> [Excerpts from a dataset]
== Segment start ==

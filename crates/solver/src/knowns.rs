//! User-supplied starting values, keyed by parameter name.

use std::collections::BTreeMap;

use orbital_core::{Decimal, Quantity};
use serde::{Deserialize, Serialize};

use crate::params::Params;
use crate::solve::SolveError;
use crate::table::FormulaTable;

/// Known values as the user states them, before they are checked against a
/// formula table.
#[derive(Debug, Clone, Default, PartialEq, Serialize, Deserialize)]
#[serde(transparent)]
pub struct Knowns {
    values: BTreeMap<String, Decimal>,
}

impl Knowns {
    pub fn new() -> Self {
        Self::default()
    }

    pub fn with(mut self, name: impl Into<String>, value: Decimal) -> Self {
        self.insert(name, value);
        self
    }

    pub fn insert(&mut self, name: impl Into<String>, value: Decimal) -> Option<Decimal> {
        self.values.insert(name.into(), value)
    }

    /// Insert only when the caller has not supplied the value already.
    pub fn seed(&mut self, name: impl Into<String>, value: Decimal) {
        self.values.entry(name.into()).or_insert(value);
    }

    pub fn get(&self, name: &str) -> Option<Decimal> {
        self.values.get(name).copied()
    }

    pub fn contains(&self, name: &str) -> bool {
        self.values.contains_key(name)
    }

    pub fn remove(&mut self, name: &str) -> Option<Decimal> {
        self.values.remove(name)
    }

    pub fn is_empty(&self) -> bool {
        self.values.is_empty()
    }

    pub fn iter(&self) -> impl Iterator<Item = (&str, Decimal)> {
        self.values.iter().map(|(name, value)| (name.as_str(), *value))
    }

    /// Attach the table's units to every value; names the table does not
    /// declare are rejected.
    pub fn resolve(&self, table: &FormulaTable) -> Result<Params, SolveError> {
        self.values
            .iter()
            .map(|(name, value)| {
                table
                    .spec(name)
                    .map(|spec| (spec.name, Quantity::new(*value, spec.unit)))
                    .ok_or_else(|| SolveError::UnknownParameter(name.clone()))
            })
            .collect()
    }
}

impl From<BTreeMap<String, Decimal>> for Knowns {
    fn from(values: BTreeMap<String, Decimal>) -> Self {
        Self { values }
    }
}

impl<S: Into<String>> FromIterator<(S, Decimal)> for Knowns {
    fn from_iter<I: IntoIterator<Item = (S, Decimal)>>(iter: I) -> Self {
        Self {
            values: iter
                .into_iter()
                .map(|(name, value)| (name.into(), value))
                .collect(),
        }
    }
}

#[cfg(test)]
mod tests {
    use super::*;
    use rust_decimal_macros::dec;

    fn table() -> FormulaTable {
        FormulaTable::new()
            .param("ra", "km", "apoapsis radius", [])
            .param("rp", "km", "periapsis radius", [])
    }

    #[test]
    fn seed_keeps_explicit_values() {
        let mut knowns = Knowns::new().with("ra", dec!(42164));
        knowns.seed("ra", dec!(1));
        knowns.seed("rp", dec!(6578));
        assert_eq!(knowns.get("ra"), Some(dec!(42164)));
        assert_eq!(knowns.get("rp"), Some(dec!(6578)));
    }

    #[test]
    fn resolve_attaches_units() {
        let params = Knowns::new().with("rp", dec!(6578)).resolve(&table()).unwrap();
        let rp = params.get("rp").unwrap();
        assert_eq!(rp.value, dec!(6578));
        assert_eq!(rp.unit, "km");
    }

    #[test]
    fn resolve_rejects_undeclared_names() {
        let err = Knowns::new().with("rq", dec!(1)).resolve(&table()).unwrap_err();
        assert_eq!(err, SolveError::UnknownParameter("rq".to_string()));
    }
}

== Segment end ==

> [Task]
Please give back only the lines between the first line of the entries and the line with "pub fn with(mut", both ends included, word for word.

> [Reply to the exercise]
filename crates/solver/src/knowns.rs
//! User-supplied starting values, keyed by parameter name.

use std::collections::BTreeMap;

use orbital_core::{Decimal, Quantity};
use serde::{Deserialize, Serialize};

use crate::params::Params;
use crate::solve::SolveError;
use crate::table::FormulaTable;

/// Known values as the user states them, before they are checked against a
/// formula table.
#[derive(Debug, Clone, Default, PartialEq, Serialize, Deserialize)]
#[serde(transparent)]
pub struct Knowns {
    values: BTreeMap<String, Decimal>,
}

impl Knowns {
    pub fn new() -> Self {
        Self::default()
    }

    pub fn with(mut self, name: impl Into<String>, value: Decimal) -> Self {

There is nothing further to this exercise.